An example of intermittent infusion includes, but is not limited
to, an infusion over 2 minutes, followed by 5 minutes of no drug
administration, and then a subsequent infusion over 2 minutes.
[0088] The drug formulation may be administered before the stent
delivery device carrying the stent is inserted into the patient,
during the same time that the stent delivery device is inserted in
the patient, after the stent delivery device has been removed from
the patient, or a combination thereof. The drug formulation may be
administered, or the administration may begin, within 30 to 90
minutes, within 5 to 75 minutes, within 10 to 45 minutes, within 5
to 30 minutes, within 2 to 20 minutes, or within 15 minutes prior
to the insertion of the stent delivery device into the patient. The
drug formulation may be administered, or administration may begin,
during the time that the stent delivery device is in the patient,
but before, during, or after the deployment of the stent. The drug
may be administered at the site of the implantation within minutes,
for example within 10 minutes, within 5 minutes, or within 2
minutes of the deployment of the stent at the vascular region.

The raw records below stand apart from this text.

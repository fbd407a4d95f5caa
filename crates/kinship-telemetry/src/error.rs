//! Telemetry error types.

use thiserror::Error;

/// Errors that can occur with telemetry operations.
#[derive(Debug, Error)]
pub enum TelemetryError {
    /// Configuration error.
    #[error("Configuration error: {0}")]
    ConfigError(String),

    /// Initialization error.
    #[error("Initialization error: {0}")]
    InitError(String),
}

/// Result type for telemetry operations.
pub type TelemetryResult<T> = Result<T, TelemetryError>;
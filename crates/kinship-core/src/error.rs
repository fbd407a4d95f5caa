//! Error types for the relationship layer.
//!
//! Data-consistency problems are never errors: the audit engine reports
//! them as findings. Errors are reserved for write-path conflicts, misuse
//! of the API, and failures of the underlying store.

use kinship_storage::StorageError;
use thiserror::Error;

/// Errors raised by the relationship layer.
#[derive(Debug, Error)]
pub enum KinshipError {
    /// A unique index already maps the value to a different identifier.
    #[error("{model}.{field} = {value:?} already belongs to {existing:?} (attempted by {attempted:?})")]
    RecordExists {
        /// Model type.
        model: String,
        /// Indexed field.
        field: String,
        /// Conflicting field value.
        value: String,
        /// Identifier currently holding the value.
        existing: String,
        /// Identifier that tried to claim it.
        attempted: String,
    },

    /// An operation cannot run inside the current context.
    #[error("{operation} is not supported inside a {context}")]
    OperationUnsupportedInContext {
        /// The rejected operation.
        operation: &'static str,
        /// Where it was attempted.
        context: &'static str,
    },

    /// A caller-supplied argument is unusable.
    #[error("invalid argument: {0}")]
    InvalidArgument(String),

    /// No index with this name is declared on the model.
    #[error("model {model} declares no index on {name}")]
    UnknownIndex {
        /// Model type.
        model: String,
        /// Requested field or index name.
        name: String,
    },

    /// No participation with this collection is declared on the model.
    #[error("model {model} declares no participation in {collection}")]
    UnknownParticipation {
        /// Model type.
        model: String,
        /// Requested collection.
        collection: String,
    },

    /// The key-value store failed.
    #[error(transparent)]
    Storage(#[from] StorageError),
}

/// Result type for relationship-layer operations.
pub type KinshipResult<T> = Result<T, KinshipError>;
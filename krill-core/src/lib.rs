//! Krill Core - runtime core (pure logic, no IO)
//!
//! Contains the value representation, the refcounted object model, the
//! load-time type table, the program format, the interpreter loop and the
//! coroutine engine. Only operates on in-memory data structures; printing goes
//! to a captured output buffer and diagnostics go through an explicitly passed
//! `krill_log::Logger`.
//!
//! Configuration is passed explicitly via parameters, not via global state.

pub mod bytecode;
pub mod error;
pub mod generic;
pub mod heap;
pub mod native;
pub mod object;
pub mod types;
pub mod value;
pub mod vm;

// Re-export common types
pub use bytecode::{FuncIdx, FunctionInfo, NativeIdx, Op, Program, ProgramBuilder, StrIdx};
pub use error::{LoadError, RunError, VmError};
pub use native::{resource_arg, NativeCtx, NativeFn, NativeRegistry, NativeRet, NativeSig};
pub use object::{CoState, ObjKind, ObjRef, ResourceType};
pub use types::{StructLayout, TypeIdx, TypeInfo, TypeTable, TypeTableBuilder};
pub use value::{Float, InsPtr, Int, Value};
pub use vm::{Vm, VmOptions};

// Re-export config types from krill-config
pub use krill_config::{LimitConfig, Phase, VmConfig};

[0089] In some embodiments of the present invention, the drug
administration may begin within any one of the time frames
disclosed above, and may end either before or after the removal of
the stent delivery device from the body of the patient. In
preferred embodiments, the drug administration begins within 10
minutes of stent deployment and ends within 10 minutes after the
stent has been fully deployed. In other preferred embodiments, the
time period of drug administration at least overlaps the time
period of stent deployment, and in more preferred embodiments, at
least 30% of the time period of drug administration overlaps the
time period of stent deployment. In some embodiments, at least 60%
of the time period of drug administration overlaps the time period
of stent deployment.
[0090] In some embodiments, the drug formulation is administered
prior to the insertion of the stent delivery device into the
patient's body. In some embodiments, the drug formulation is
administered after the stent is implanted, and may be delivered
with a needle catheter designed to inject the formulation into the
vascular region, the aventitial space, or a lesion with a needle
fitting between the openings in the implanted stent.

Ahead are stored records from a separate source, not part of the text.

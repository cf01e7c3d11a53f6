//! 原生函数桥
//!
//! 程序中记录原生函数签名；注册表中每个 Rust 函数也带着自己的签名。VM 构造时
//! 按名字绑定，两边签名不一致即为装载错误。调用前按程序签名校验参数窗口
//! （个数与种类），调用后校验返回值。
//!
//! 注册签名只使用内建类型；注册为 `any` 的位置接受程序中任意单槽位类型
//! （资源、向量等由原生函数自行检查）。
//! 所有权纪律与字节码相同：参数窗口的所有权转交给原生函数，返回值的所有权
//! 转交给栈。

use crate::error::{LoadError, VmError};
use crate::object::{ObjKind, ObjRef, ResourceObj, ResourceType};
use crate::types::{TypeIdx, TypeTable};
use crate::value::{Float, Int, Value};
use krill_config::Phase;
use krill_log::{debug, info, Logger};
use serde::{Deserialize, Serialize};
use std::any::Any;
use std::collections::HashMap;
use std::sync::Arc;

/// 原生函数签名
#[derive(Clone, Debug, PartialEq, Eq, Serialize, Deserialize)]
pub struct NativeSig {
    pub name: String,
    pub args: Vec<TypeIdx>,
    pub rets: Vec<TypeIdx>,
}

impl NativeSig {
    pub fn new(name: &str, args: &[TypeIdx], rets: &[TypeIdx]) -> Self {
        Self {
            name: name.to_string(),
            args: args.to_vec(),
            rets: rets.to_vec(),
        }
    }

    /// `(int, string) -> (int)` 形式的签名文本
    pub fn display(&self, types: &TypeTable) -> String {
        let list = |ts: &[TypeIdx]| {
            ts.iter()
                .map(|t| types.name(*t))
                .collect::<Vec<_>>()
                .join(", ")
        };
        format!("({}) -> ({})", list(&self.args), list(&self.rets))
    }

    /// 程序声明的签名 `declared` 是否满足本（注册）签名
    fn accepts(&self, types: &TypeTable, declared: &NativeSig) -> bool {
        let slot = |registered: &TypeIdx, declared: &TypeIdx| {
            registered == declared || (*registered == TypeIdx::ANY && types.width(*declared) == 1)
        };
        self.args.len() == declared.args.len()
            && self.rets.len() == declared.rets.len()
            && self.args.iter().zip(&declared.args).all(|(r, d)| slot(r, d))
            && self.rets.iter().zip(&declared.rets).all(|(r, d)| slot(r, d))
    }
}

/// 原生函数返回值
#[derive(Debug)]
pub enum NativeRet {
    Unit,
    One(Value),
    /// 额外返回值（例如按值结构体或多返回）
    Many(Vec<Value>),
}

impl NativeRet {
    pub fn into_values(self) -> Vec<Value> {
        match self {
            NativeRet::Unit => Vec::new(),
            NativeRet::One(v) => vec![v],
            NativeRet::Many(vs) => vs,
        }
    }
}

/// 原生函数可用的运行时上下文
pub struct NativeCtx<'a> {
    pub types: &'a TypeTable,
    pub logger: &'a Arc<Logger>,
    pub output: &'a mut Vec<String>,
}

impl NativeCtx<'_> {
    /// 分配字符串（计数为 1）
    pub fn alloc_string(&self, s: &str) -> Value {
        Value::obj(ObjRef::new_string(TypeIdx::STRING, s))
    }

    /// 分配资源对象（计数为 1），计数归零时 `ty.destroy` 恰好运行一次
    ///
    /// 对象头部记为程序类型表中同名的资源类型；没有同名条目时记为 `any`。
    pub fn alloc_resource(&self, ty: &'static ResourceType, payload: Box<dyn Any>) -> Value {
        let ti = self.types.find_resource(ty.name).unwrap_or(TypeIdx::ANY);
        debug!(self.logger, target: Phase::Native.target(), "allocated resource `{}`", ty.name);
        Value::obj(ObjRef::new_resource(ti, ResourceObj::new(ty, payload)))
    }

    /// 追加到输出缓冲区
    pub fn print(&mut self, line: impl Into<String>) {
        self.output.push(line.into());
    }
}

/// 借用参数中的资源负载
///
/// 参数不是资源、资源描述符不符或负载类型不符时报告 `ResourceType` 错误。
pub fn resource_arg<'v, T: 'static>(
    v: &'v Value,
    expected: &'static ResourceType,
) -> Result<&'v T, VmError> {
    match v {
        Value::Ref(obj) if obj.kind() == ObjKind::Resource => obj.resource().payload(expected),
        Value::Ref(obj) => Err(VmError::ResourceType {
            expected: expected.name,
            got: obj.kind().as_str(),
        }),
        other => Err(VmError::ResourceType {
            expected: expected.name,
            got: other.kind().as_str(),
        }),
    }
}

pub type NativeFn = fn(&mut NativeCtx<'_>, Vec<Value>) -> Result<NativeRet, VmError>;

/// 名字 → (注册签名, 原生函数)
#[derive(Clone, Default)]
pub struct NativeRegistry {
    fns: HashMap<String, (NativeSig, NativeFn)>,
}

impl std::fmt::Debug for NativeRegistry {
    fn fmt(&self, f: &mut std::fmt::Formatter<'_>) -> std::fmt::Result {
        let mut names: Vec<&str> = self.fns.keys().map(String::as_str).collect();
        names.sort_unstable();
        f.debug_struct("NativeRegistry").field("fns", &names).finish()
    }
}

impl NativeRegistry {
    pub fn new() -> Self {
        Self::default()
    }

    /// 带内建函数的注册表
    pub fn with_builtins() -> Self {
        let mut r = Self::new();
        builtins::register(&mut r);
        r
    }

    /// 以签名注册（同名覆盖），返回旧函数
    ///
    /// 签名只能引用内建类型，否则 panic。
    #[track_caller]
    pub fn register(&mut self, sig: NativeSig, f: NativeFn) -> Option<NativeFn> {
        assert!(
            sig.args.iter().chain(&sig.rets).all(|t| t.is_builtin()),
            "native `{}` registered with a non-builtin type",
            sig.name
        );
        self.fns
            .insert(sig.name.clone(), (sig, f))
            .map(|(_, old)| old)
    }

    pub fn get(&self, name: &str) -> Option<NativeFn> {
        self.fns.get(name).map(|(_, f)| *f)
    }

    /// 注册时给出的签名
    pub fn signature(&self, name: &str) -> Option<&NativeSig> {
        self.fns.get(name).map(|(sig, _)| sig)
    }

    pub fn contains(&self, name: &str) -> bool {
        self.fns.contains_key(name)
    }

    pub fn len(&self) -> usize {
        self.fns.len()
    }

    pub fn is_empty(&self) -> bool {
        self.fns.is_empty()
    }

    /// 按程序中的签名顺序绑定；名字未注册或签名不一致时拒绝装载
    pub fn bind(&self, types: &TypeTable, sigs: &[NativeSig]) -> Result<Vec<NativeFn>, LoadError> {
        sigs.iter()
            .map(|declared| {
                let (registered, f) = self
                    .fns
                    .get(&declared.name)
                    .ok_or_else(|| LoadError::UnknownNative(declared.name.clone()))?;
                if !registered.accepts(types, declared) {
                    return Err(LoadError::NativeSignature {
                        name: declared.name.clone(),
                        registered: registered.display(types),
                        declared: declared.display(types),
                    });
                }
                Ok(*f)
            })
            .collect()
    }
}

// ==================== 校验 ====================

fn describe(v: &Value) -> String {
    match v {
        Value::Ref(obj) => obj.kind().as_str().to_string(),
        other => other.kind().as_str().to_string(),
    }
}

/// 参数窗口校验
pub(crate) fn check_args(types: &TypeTable, sig: &NativeSig, args: &[Value]) -> Result<(), VmError> {
    let expected = types.total_width(&sig.args);
    if args.len() != expected {
        return Err(VmError::NativeArity {
            name: sig.name.clone(),
            expected,
            got: args.len(),
        });
    }
    let mut at = 0;
    for (index, ti) in sig.args.iter().enumerate() {
        let w = types.width(*ti);
        let window = &args[at..at + w];
        if !types.admits_flat(*ti, window) {
            return Err(VmError::NativeType {
                name: sig.name.clone(),
                index,
                expected: types.name(*ti),
                got: window.iter().map(describe).collect::<Vec<_>>().join(", "),
            });
        }
        at += w;
    }
    Ok(())
}

/// 返回值校验（槽位数与种类）
pub(crate) fn check_rets(types: &TypeTable, sig: &NativeSig, rets: &[Value]) -> Result<(), VmError> {
    let expected = types.total_width(&sig.rets);
    if rets.len() != expected {
        return Err(VmError::NativeReturn {
            name: sig.name.clone(),
            expected,
            got: rets.len(),
        });
    }
    let mut at = 0;
    for (index, ti) in sig.rets.iter().enumerate() {
        let w = types.width(*ti);
        let window = &rets[at..at + w];
        if !types.admits_flat(*ti, window) {
            return Err(VmError::NativeReturnType {
                name: sig.name.clone(),
                index,
                expected: types.name(*ti),
                got: window.iter().map(describe).collect::<Vec<_>>().join(", "),
            });
        }
        at += w;
    }
    Ok(())
}

// ==================== 内建函数 ====================

pub mod builtins {
    //! 随运行时提供的少量原生函数

    use super::*;
    use std::cell::RefCell;

    const INT: TypeIdx = TypeIdx::INT;
    const FLOAT: TypeIdx = TypeIdx::FLOAT;
    const STRING: TypeIdx = TypeIdx::STRING;
    const ANY: TypeIdx = TypeIdx::ANY;

    pub fn register(r: &mut NativeRegistry) {
        r.register(NativeSig::new("abs", &[INT], &[INT]), abs);
        r.register(NativeSig::new("sqrt", &[FLOAT], &[FLOAT]), sqrt);
        r.register(NativeSig::new("str_find", &[STRING, STRING], &[INT]), str_find);
        r.register(NativeSig::new("divmod", &[INT, INT], &[INT, INT]), divmod);
        r.register(NativeSig::new("log", &[STRING], &[]), log);
        r.register(NativeSig::new("sb_new", &[], &[ANY]), sb_new);
        r.register(NativeSig::new("sb_push", &[ANY, STRING], &[]), sb_push);
        r.register(NativeSig::new("sb_finish", &[ANY], &[STRING]), sb_finish);
    }

    /// `abs(int) -> int`
    pub fn abs(_: &mut NativeCtx<'_>, args: Vec<Value>) -> Result<NativeRet, VmError> {
        Ok(NativeRet::One(Value::int(args[0].ival().wrapping_abs())))
    }

    /// `sqrt(float) -> float`
    pub fn sqrt(_: &mut NativeCtx<'_>, args: Vec<Value>) -> Result<NativeRet, VmError> {
        let x: Float = args[0].fval();
        Ok(NativeRet::One(Value::float(x.sqrt())))
    }

    /// `str_find(haystack, needle) -> int`，未找到为 -1
    pub fn str_find(_: &mut NativeCtx<'_>, args: Vec<Value>) -> Result<NativeRet, VmError> {
        let hay = args[0].as_obj().as_str();
        let needle = args[1].as_obj().as_str();
        let at = hay.find(needle).map(|i| i as Int).unwrap_or(-1);
        Ok(NativeRet::One(Value::int(at)))
    }

    /// `divmod(a, b) -> (int, int)`
    pub fn divmod(_: &mut NativeCtx<'_>, args: Vec<Value>) -> Result<NativeRet, VmError> {
        let (a, b) = (args[0].ival(), args[1].ival());
        if b == 0 {
            return Err(VmError::DivisionByZero);
        }
        Ok(NativeRet::Many(vec![
            Value::int(a.wrapping_div(b)),
            Value::int(a.wrapping_rem(b)),
        ]))
    }

    /// `log(string)`：以 info 级别写入日志
    pub fn log(ctx: &mut NativeCtx<'_>, args: Vec<Value>) -> Result<NativeRet, VmError> {
        info!(ctx.logger, target: Phase::Native.target(), "{}", args[0].as_obj().as_str());
        Ok(NativeRet::Unit)
    }

    // ===== 字符串构建器（资源）=====

    fn drop_builder(_payload: Box<dyn Any>) {}

    /// 程序中对应的资源类型名为 `string_builder`
    pub static STRING_BUILDER: ResourceType = ResourceType {
        name: "string_builder",
        destroy: drop_builder,
    };

    /// `sb_new() -> resource<string_builder>`
    pub fn sb_new(ctx: &mut NativeCtx<'_>, _: Vec<Value>) -> Result<NativeRet, VmError> {
        let payload: Box<dyn Any> = Box::new(RefCell::new(String::new()));
        Ok(NativeRet::One(ctx.alloc_resource(&STRING_BUILDER, payload)))
    }

    /// `sb_push(builder, string)`
    pub fn sb_push(_: &mut NativeCtx<'_>, args: Vec<Value>) -> Result<NativeRet, VmError> {
        let buf = resource_arg::<RefCell<String>>(&args[0], &STRING_BUILDER)?;
        buf.borrow_mut().push_str(args[1].as_obj().as_str());
        Ok(NativeRet::Unit)
    }

    /// `sb_finish(builder) -> string`：复制当前内容，构建器保持不变
    pub fn sb_finish(ctx: &mut NativeCtx<'_>, args: Vec<Value>) -> Result<NativeRet, VmError> {
        let buf = resource_arg::<RefCell<String>>(&args[0], &STRING_BUILDER)?;
        let text = buf.borrow();
        Ok(NativeRet::One(ctx.alloc_string(&text)))
    }
}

[0091] A balloon used to administer the drug formulation in the
methods of this invention may be microporous. A microporous balloon
comprises a thin membrane in which a large number of holes, which
may be of substantially uniform size, have been created. As used
herein, a "hole" is an opening or a channel in a material created
by any one or more of a combination of etching, laser machining,
mechanical machining, drilling, and conventional processes known by
persons of ordinary skill in the art. The location of holes may be
predetermined. As used herein, a "pore" is an opening or channel in
a material that naturally results from the properties of the
material. The location of pores may not be pre-determined. As used
herein, the terms "pores" and "holes" will be used interchangeably
unless expressly stated otherwise. The holes or pores in the
microporous balloon can range in size from tens of nanometers to
microns and can be created by a number of techniques including, but
not limited to, laser drilling. Alternatively, the holes or pores
may be created by ab initio synthesis. In the latter case, the
membrane is synthesized in such a manner that voids, openings, or
channels are left in the structure formed. A microporous balloon
formed by these or any other procedure may be used.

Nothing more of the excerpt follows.